For each line below that includes the word "String", make a copy.

┄┄┄┄┄┄

//! Error types for the data model

/// Invalid caller input or unparseable enum names
#[derive(Debug, Clone, PartialEq, Eq, thiserror::Error)]
pub enum ModelError {
    /// Blank username
    #[error("username must not be empty")]
    EmptyUsername,

    /// Competitor listed more than once
    #[error("duplicate competitor: {0}")]
    DuplicateCompetitor(String),

    /// Primary account listed among its own competitors
    #[error("competitor '{0}' is the primary account")]
    CompetitorIsPrimary(String),

    /// Unsupported platform name
    #[error("unknown platform: '{0}'")]
    UnknownPlatform(String),

    /// Unsupported account type name
    #[error("unknown account type: '{0}'")]
    UnknownAccountType(String),
}
//! Storage error types

use std::path::PathBuf;

/// Blob storage failures
///
/// Callers treat these as per-item failures: one failed read marks that item
/// as not found and never aborts sibling lookups.
#[derive(Debug, thiserror::Error)]
pub enum StorageError {
    /// Underlying I/O failure
    #[error("io error at {path}: {source}")]
    Io {
        path: PathBuf,
        #[source]
        source: std::io::Error,
    },

    /// Stored bytes are not valid JSON
    #[error("invalid json at {path}: {source}")]
    InvalidJson {
        path: String,
        #[source]
        source: serde_json::Error,
    },

    /// Path escapes the store root or is otherwise malformed
    #[error("invalid path: {0}")]
    InvalidPath(String),

    /// Lookup exceeded its time budget
    #[error("lookup timed out after {0:?}")]
    Timeout(std::time::Duration),

    /// Backend-specific failure
    #[error("backend error: {0}")]
    Backend(String),
}

impl StorageError {
    /// Whether a retry of the same operation could succeed
    #[must_use]
    pub fn is_retryable(&self) -> bool {
        matches!(self, Self::Io { .. } | Self::Timeout(_) | Self::Backend(_))
    }
}

/// Result alias for storage operations
pub type Result<T> = std::result::Result<T, StorageError>;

┄┄┄┄┄┄

ANSWER SPACE:
    DuplicateCompetitor(String),
    CompetitorIsPrimary(String),
    UnknownPlatform(String),
    UnknownAccountType(String),
        path: String,
    InvalidPath(String),
    Backend(String),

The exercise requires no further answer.